To Kathleen.Sebelius@hhs.gov

The Honorable Kathleen Sebelius
Secretary, U.S. Department of Health and Human Services
200 Independence Avenue, SW
Washington, D.C. 20201

Dear Secretary Sebelius:

Summary: The vaccine shortage may be an inevitable result of DHHS's mistakes of the past. Those mistakes should be disclosed so they won't be repeated. The lack of disclosure is a problem that is easy and inexpensive to fix.

Thank you for asking Dr. Nicole Lurie to reply to our letter or letters (of September 30, August 26, July 20). However, we are disappointed that Dr. Lurie's reply (October 19) fails to deal with the main issues we raised.

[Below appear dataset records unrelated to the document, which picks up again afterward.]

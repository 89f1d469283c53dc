//! Upload command - checksum-gated package upload

use anyhow::Result;
use clap::{ArgGroup, Parser};
use std::path::PathBuf;
use uuid::Uuid;

use gatling_enterprise::{BatchPlugin, EnterpriseSettings};

use super::{output, plugin_client};

#[derive(Parser, Debug)]
#[command(group(
    ArgGroup::new("target")
        .required(true)
        .args(["package_id", "simulation_id"])
))]
pub struct UploadCmd {
    /// Packaged simulation artifact (JAR)
    #[arg(long)]
    pub file: PathBuf,

    /// Package to upload into
    #[arg(long)]
    pub package_id: Option<Uuid>,

    /// Upload into the package of this simulation
    #[arg(long)]
    pub simulation_id: Option<Uuid>,
}

impl UploadCmd {
    pub fn execute(&self, settings: &EnterpriseSettings, json_output: bool) -> Result<()> {
        let plugin = BatchPlugin::new(plugin_client(settings)?);
        let outcome = match (self.package_id, self.simulation_id) {
            (Some(package_id), _) => plugin.upload_package(package_id, &self.file)?,
            (None, Some(simulation_id)) => {
                plugin.upload_package_with_simulation_id(simulation_id, &self.file)?
            }
            (None, None) => anyhow::bail!("--package-id or --simulation-id is required"),
        };
        println!("{}", output::format_upload(outcome, json_output));
        Ok(())
    }
}
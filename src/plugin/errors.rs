//! Errors raised by the resolution workflow.

use enterprise_transport::ApiError;
use enterprise_types::{Simulation, Team, Uuid};
use package_scanner::{ChecksumError, ScanError};

/// Failure of an upload, resolution or start.
///
/// Configuration errors carry the candidates the tool could not choose
/// between, so that a caller can render them instead of only failing.
#[derive(Debug)]
pub enum PluginError {
    /// A call to the control plane failed.
    Api(ApiError),
    /// The artifact could not be scanned for simulation classes.
    Scanner(ScanError),
    /// The artifact checksum could not be computed.
    Checksum(ChecksumError),

    /// The artifact contains no simulation class.
    NoSimulationClassNameFound,
    /// The configured class is not one of the discovered classes.
    InvalidSimulationClass {
        available: Vec<String>,
        configured: String,
    },
    /// More than one simulation class and nothing to choose between them.
    SeveralSimulationClassNamesFound(Vec<String>),

    /// The API token cannot see any team.
    NoTeamFound,
    /// The configured team id is not in the team listing.
    TeamNotFound(Uuid),
    /// More than one team and no team id configured.
    SeveralTeamsFound(Vec<Team>),

    NoPoolFound,
    /// A new package needs a name and no artifact id was given.
    ArtifactIdRequired,

    /// A class was compiled for a newer Java release than the injectors run.
    UnsupportedJavaVersion {
        class_name: String,
        version: u32,
        max: u32,
    },
    /// `GET /info` did not advertise a usable Java version.
    InvalidServerInformation(String),

    /// An interactive choice was offered over an empty list.
    EmptyChoices(&'static str),
    /// Reading from or writing to the prompt channel failed.
    Prompt(std::io::Error),

    /// The simulation exists (it may just have been created) but the run
    /// could not be started.
    SimulationStart {
        simulation: Box<Simulation>,
        created: bool,
        source: ApiError,
    },
}

impl std::fmt::Display for PluginError {
    fn fmt(&self, f: &mut std::fmt::Formatter<'_>) -> std::fmt::Result {
        match self {
            PluginError::Api(e) => write!(f, "{}", e),
            PluginError::Scanner(e) => write!(f, "{}", e),
            PluginError::Checksum(e) => write!(f, "{}", e),
            PluginError::NoSimulationClassNameFound => write!(
                f,
                "No simulation class discovered. Simulation classes must extend \
                 io.gatling.javaapi.core.Simulation (Java, Kotlin) or \
                 io.gatling.core.scenario.Simulation (Scala)"
            ),
            PluginError::InvalidSimulationClass {
                available,
                configured,
            } => write!(
                f,
                "Simulation class '{}' was not found in the package, available classes are: {}",
                configured,
                available.join(", ")
            ),
            PluginError::SeveralSimulationClassNamesFound(classes) => write!(
                f,
                "Several simulation classes were found, please configure the one to run: {}",
                classes.join(", ")
            ),
            PluginError::NoTeamFound => write!(
                f,
                "No team was found, please create a team or use an API token with access to one"
            ),
            PluginError::TeamNotFound(id) => write!(f, "Team with id '{}' not found", id),
            PluginError::SeveralTeamsFound(teams) => {
                write!(f, "Several teams were found, please configure a team id:")?;
                for team in teams {
                    write!(f, "\n  - {}", team)?;
                }
                Ok(())
            }
            PluginError::NoPoolFound => write!(f, "No pool was found to run the simulation"),
            PluginError::ArtifactIdRequired => write!(
                f,
                "An artifact id is required to name the package to create"
            ),
            PluginError::UnsupportedJavaVersion {
                class_name,
                version,
                max,
            } => write!(
                f,
                "Class {} was compiled for Java {}, but Gatling Enterprise runs Java {} at most. \
                 Please compile your simulations for Java {} or lower",
                class_name, version, max, max
            ),
            PluginError::InvalidServerInformation(msg) => {
                write!(f, "Invalid server information: {}", msg)
            }
            PluginError::EmptyChoices(what) => {
                write!(f, "Cannot choose {} from an empty list", what)
            }
            PluginError::Prompt(e) => write!(f, "Failed to interact with the user: {}", e),
            PluginError::SimulationStart {
                simulation,
                created: true,
                source,
            } => write!(
                f,
                "{} was created but failed to start: {}",
                simulation, source
            ),
            PluginError::SimulationStart {
                simulation,
                created: false,
                source,
            } => write!(f, "Failed to start {}: {}", simulation, source),
        }
    }
}

impl std::error::Error for PluginError {
    fn source(&self) -> Option<&(dyn std::error::Error + 'static)> {
        match self {
            PluginError::Api(e) => Some(e),
            PluginError::Scanner(e) => Some(e),
            PluginError::Checksum(e) => Some(e),
            PluginError::Prompt(e) => Some(e),
            PluginError::SimulationStart { source, .. } => Some(source),
            _ => None,
        }
    }
}

impl From<ApiError> for PluginError {
    fn from(e: ApiError) -> Self {
        PluginError::Api(e)
    }
}

impl From<ScanError> for PluginError {
    fn from(e: ScanError) -> Self {
        PluginError::Scanner(e)
    }
}

impl From<ChecksumError> for PluginError {
    fn from(e: ChecksumError) -> Self {
        PluginError::Checksum(e)
    }
}

impl PluginError {
    /// The simulation left behind by a failed start, if any.
    pub fn created_simulation(&self) -> Option<&Simulation> {
        match self {
            PluginError::SimulationStart {
                simulation,
                created: true,
                ..
            } => Some(&**simulation),
            _ => None,
        }
    }
}

#[cfg(test)]
mod tests {
    use super::*;

    fn simulation() -> Simulation {
        Simulation {
            id: Uuid::nil(),
            name: "Sim".to_string(),
            team_id: Uuid::nil(),
            class_name: "a.Sim".to_string(),
            pkg_id: Uuid::nil(),
        }
    }

    #[test]
    fn test_invalid_class_message_lists_candidates() {
        let err = PluginError::InvalidSimulationClass {
            available: vec!["A".to_string(), "B".to_string()],
            configured: "X".to_string(),
        };
        let msg = err.to_string();
        assert!(msg.contains("'X'"));
        assert!(msg.contains("A, B"));
    }

    #[test]
    fn test_simulation_start_keeps_created_simulation() {
        let err = PluginError::SimulationStart {
            simulation: Box::new(simulation()),
            created: true,
            source: ApiError::Forbidden,
        };
        assert_eq!(err.created_simulation().map(|s| s.name.as_str()), Some("Sim"));
        assert!(err.to_string().contains("was created but failed to start"));
        assert!(std::error::Error::source(&err).is_some());

        let err = PluginError::SimulationStart {
            simulation: Box::new(simulation()),
            created: false,
            source: ApiError::Forbidden,
        };
        assert!(err.created_simulation().is_none());
        assert!(err.to_string().starts_with("Failed to start"));
    }
}
//! Artifact fixtures.

use std::fs::File;
use std::io::Write;
use std::path::{Path, PathBuf};

use zip::write::FileOptions;
use zip::ZipWriter;

pub const JAVA_SIMULATION: &str = "io/gatling/javaapi/core/Simulation";

/// Minimal class file: magic, version, a four-entry constant pool, flags,
/// this/super and empty tables.
pub fn class_bytes(major: u16, this: &str, super_class: &str) -> Vec<u8> {
    let mut out = Vec::new();
    out.extend_from_slice(&0xCAFE_BABEu32.to_be_bytes());
    out.extend_from_slice(&0u16.to_be_bytes());
    out.extend_from_slice(&major.to_be_bytes());
    out.extend_from_slice(&5u16.to_be_bytes());
    for (index, name) in [(1u16, this), (3u16, super_class)] {
        out.push(1);
        out.extend_from_slice(&(name.len() as u16).to_be_bytes());
        out.extend_from_slice(name.as_bytes());
        out.push(7);
        out.extend_from_slice(&index.to_be_bytes());
    }
    // public
    out.extend_from_slice(&0x0021u16.to_be_bytes());
    out.extend_from_slice(&2u16.to_be_bytes());
    out.extend_from_slice(&4u16.to_be_bytes());
    out.extend_from_slice(&[0; 8]);
    out
}

/// Write a JAR holding `entries` at `dir/name`.
pub fn write_jar(dir: &Path, name: &str, entries: &[(&str, Vec<u8>)]) -> PathBuf {
    let path = dir.join(name);
    let mut writer = ZipWriter::new(File::create(&path).unwrap());
    for (entry, bytes) in entries {
        writer.start_file(*entry, FileOptions::default()).unwrap();
        writer.write_all(bytes).unwrap();
    }
    writer.finish().unwrap();
    path
}

/// A JAR with a manifest and one Java simulation per dotted class name.
pub fn simulation_jar(dir: &Path, name: &str, manifest: &str, classes: &[&str]) -> PathBuf {
    let mut entries = vec![("META-INF/MANIFEST.MF".to_string(), manifest.as_bytes().to_vec())];
    for class_name in classes {
        let internal = class_name.replace('.', "/");
        entries.push((
            format!("{}.class", internal),
            class_bytes(55, &internal, JAVA_SIMULATION),
        ));
    }
    let entries: Vec<(&str, Vec<u8>)> = entries
        .iter()
        .map(|(entry, bytes)| (entry.as_str(), bytes.clone()))
        .collect();
    write_jar(dir, name, &entries)
}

In her letter to us Dr. Lurie wrote: "We agree that transparency is essential to our H1N1 response and we work continuously to maximize transparency to the greatest extent possible."

For a government agency, "transparency" should not consist of trying to excuse a problem only after it becomes obvious to everyone. Now that a vaccine shortage is front page news across the country, your agency has no choice but to provide an explanation. As reported in detail in the press, agency officials have blamed the shortage:

  • On the unusual behavior of the virus (it grows much more slowly than had been expected)
  • On the manufacturers (they ran into problems loading the finished vaccine into vials, and they also provided DHHS with "overly rosy" predictions about their delivery of vaccine)
  • On state and local health officials and the news media (DHHS gave in to pressure from them when making predictions, prematurely, about the availability of vaccine)

But no one in DHHS has acknowledged any significant misjudgment by agency officials. No one has accepted a significant share of the responsibility for the vaccine shortage. No one has said, "We made a mistake."

Members of Congress concerned about the current shortage of vaccine are seeking an explanation in mistakes of the recent past – the last few months. But at the time the flu pandemic began last spring, the shortages we are experiencing now may already have been inevitable – a result of bad decisions made by DHHS long before that. These decisions should be disclosed and examined in order to guide DHHS in its future decisions.

What should be done now? POGO's quest for greater transparency

The public would benefit from knowing DHHS's future plans for H1N1 flu vaccine production – not only its emergency plans for dealing with the current vaccine shortage, but especially the agency's longer-range plans if the pandemic persists beyond the next few months, as is likely.

POGO has repeatedly urged disclosure of the weaknesses in the flu vaccine program, for example in its 17-page report published in March 2008 and more recent documents, including our letters to you.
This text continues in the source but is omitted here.